What to do
Retrieve every line of the data holding the word "bool".

Data supplied
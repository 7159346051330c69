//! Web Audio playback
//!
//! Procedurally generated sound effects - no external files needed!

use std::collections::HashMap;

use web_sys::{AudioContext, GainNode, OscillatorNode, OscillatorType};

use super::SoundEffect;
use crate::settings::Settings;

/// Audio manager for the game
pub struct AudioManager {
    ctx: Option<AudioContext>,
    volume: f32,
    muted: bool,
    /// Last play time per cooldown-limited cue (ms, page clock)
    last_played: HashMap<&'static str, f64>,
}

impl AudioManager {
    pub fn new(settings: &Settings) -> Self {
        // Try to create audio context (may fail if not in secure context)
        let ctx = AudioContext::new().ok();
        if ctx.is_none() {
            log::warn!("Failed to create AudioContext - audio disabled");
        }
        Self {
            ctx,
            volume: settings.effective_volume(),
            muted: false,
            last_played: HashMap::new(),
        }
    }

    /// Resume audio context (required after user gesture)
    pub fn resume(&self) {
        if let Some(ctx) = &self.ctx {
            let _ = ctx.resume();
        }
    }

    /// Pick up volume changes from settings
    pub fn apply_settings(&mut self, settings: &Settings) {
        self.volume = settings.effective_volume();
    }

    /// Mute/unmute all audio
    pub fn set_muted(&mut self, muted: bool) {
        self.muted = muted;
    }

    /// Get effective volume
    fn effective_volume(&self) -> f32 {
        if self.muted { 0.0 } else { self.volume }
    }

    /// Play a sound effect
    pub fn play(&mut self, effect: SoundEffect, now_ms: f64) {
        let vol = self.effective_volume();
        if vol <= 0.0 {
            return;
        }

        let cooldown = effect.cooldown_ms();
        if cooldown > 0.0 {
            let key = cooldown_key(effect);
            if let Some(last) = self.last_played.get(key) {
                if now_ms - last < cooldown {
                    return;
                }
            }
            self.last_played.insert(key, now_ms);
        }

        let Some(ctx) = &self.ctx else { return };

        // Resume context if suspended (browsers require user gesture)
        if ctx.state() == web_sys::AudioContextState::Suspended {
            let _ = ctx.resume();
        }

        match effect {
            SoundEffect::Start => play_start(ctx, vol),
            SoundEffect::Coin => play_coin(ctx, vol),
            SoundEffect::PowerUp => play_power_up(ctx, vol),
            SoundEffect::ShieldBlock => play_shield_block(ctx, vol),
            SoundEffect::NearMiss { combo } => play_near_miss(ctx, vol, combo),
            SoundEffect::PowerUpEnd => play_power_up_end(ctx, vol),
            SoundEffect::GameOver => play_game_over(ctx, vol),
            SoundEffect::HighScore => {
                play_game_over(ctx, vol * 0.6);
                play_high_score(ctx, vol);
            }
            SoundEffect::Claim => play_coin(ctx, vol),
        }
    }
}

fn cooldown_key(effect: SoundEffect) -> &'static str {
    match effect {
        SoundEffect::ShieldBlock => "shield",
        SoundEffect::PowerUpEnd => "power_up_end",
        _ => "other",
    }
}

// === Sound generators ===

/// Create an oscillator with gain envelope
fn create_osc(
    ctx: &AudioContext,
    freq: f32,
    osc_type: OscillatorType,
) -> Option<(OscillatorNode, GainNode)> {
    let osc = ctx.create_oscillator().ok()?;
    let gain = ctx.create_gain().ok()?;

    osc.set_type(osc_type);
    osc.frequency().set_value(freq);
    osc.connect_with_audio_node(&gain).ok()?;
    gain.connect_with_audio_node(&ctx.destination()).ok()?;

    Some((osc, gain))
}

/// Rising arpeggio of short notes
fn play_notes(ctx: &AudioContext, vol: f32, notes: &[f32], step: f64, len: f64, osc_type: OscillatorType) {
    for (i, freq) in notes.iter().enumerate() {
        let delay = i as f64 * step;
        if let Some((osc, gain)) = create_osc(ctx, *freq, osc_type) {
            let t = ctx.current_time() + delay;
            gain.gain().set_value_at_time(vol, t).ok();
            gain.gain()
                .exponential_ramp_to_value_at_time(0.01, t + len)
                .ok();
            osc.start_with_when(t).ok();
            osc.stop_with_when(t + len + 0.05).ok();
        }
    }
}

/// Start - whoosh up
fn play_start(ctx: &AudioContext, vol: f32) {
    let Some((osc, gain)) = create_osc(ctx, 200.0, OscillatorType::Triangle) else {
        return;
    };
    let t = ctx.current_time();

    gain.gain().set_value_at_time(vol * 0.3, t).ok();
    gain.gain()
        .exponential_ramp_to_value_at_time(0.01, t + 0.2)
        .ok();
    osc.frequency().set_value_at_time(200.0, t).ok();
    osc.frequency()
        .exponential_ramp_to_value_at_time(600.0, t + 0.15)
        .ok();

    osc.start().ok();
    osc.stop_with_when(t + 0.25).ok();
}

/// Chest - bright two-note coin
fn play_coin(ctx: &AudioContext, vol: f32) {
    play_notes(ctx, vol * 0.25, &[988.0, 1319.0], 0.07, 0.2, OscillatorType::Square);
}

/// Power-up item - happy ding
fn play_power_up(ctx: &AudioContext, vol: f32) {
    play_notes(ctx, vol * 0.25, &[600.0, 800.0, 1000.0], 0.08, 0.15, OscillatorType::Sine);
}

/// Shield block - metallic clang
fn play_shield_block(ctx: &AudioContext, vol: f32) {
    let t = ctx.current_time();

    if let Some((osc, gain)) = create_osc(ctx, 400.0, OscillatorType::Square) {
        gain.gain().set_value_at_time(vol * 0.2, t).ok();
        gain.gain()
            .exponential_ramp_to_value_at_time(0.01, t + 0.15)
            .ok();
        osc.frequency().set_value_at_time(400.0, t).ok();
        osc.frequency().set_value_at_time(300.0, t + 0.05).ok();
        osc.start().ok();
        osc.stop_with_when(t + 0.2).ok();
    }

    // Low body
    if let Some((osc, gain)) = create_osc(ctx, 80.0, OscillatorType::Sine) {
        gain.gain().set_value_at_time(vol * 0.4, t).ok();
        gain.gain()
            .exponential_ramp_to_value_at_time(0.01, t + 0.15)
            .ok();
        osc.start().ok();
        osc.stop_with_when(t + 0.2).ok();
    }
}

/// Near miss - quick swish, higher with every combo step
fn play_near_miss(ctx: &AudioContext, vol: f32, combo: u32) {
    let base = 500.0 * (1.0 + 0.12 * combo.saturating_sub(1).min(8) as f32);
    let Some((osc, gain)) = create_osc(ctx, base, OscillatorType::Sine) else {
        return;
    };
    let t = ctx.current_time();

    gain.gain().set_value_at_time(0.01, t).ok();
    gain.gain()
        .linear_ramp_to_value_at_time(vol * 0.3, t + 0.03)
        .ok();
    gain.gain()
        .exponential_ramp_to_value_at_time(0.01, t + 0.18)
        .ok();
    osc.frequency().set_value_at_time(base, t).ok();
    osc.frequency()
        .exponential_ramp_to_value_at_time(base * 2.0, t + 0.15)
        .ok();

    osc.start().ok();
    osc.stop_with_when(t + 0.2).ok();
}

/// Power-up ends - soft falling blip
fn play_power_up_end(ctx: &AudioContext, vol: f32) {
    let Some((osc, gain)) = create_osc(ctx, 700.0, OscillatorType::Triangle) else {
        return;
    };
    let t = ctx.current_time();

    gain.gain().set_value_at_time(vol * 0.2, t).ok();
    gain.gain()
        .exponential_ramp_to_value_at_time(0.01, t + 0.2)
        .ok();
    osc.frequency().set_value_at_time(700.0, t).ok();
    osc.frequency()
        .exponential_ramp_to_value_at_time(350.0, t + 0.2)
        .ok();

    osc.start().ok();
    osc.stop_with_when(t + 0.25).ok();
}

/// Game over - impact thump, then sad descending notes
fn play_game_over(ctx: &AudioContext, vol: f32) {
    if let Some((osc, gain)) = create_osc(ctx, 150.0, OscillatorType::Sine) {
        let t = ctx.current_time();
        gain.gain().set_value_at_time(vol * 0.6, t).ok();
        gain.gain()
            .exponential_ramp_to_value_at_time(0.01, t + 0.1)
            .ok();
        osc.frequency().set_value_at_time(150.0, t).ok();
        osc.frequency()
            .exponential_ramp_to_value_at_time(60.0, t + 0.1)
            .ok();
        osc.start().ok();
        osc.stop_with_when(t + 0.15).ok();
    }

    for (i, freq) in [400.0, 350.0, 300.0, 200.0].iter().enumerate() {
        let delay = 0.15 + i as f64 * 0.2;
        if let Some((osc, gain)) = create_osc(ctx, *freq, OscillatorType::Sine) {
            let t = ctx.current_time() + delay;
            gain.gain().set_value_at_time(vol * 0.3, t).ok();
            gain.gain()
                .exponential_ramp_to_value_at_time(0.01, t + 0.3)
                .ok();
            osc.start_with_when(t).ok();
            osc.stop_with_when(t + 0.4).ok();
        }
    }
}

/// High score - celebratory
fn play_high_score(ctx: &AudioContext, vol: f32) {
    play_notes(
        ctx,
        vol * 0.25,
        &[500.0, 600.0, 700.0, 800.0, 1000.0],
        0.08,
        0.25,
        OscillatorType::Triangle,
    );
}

Result below
    muted: bool,
    pub fn set_muted(&mut self, muted: bool) {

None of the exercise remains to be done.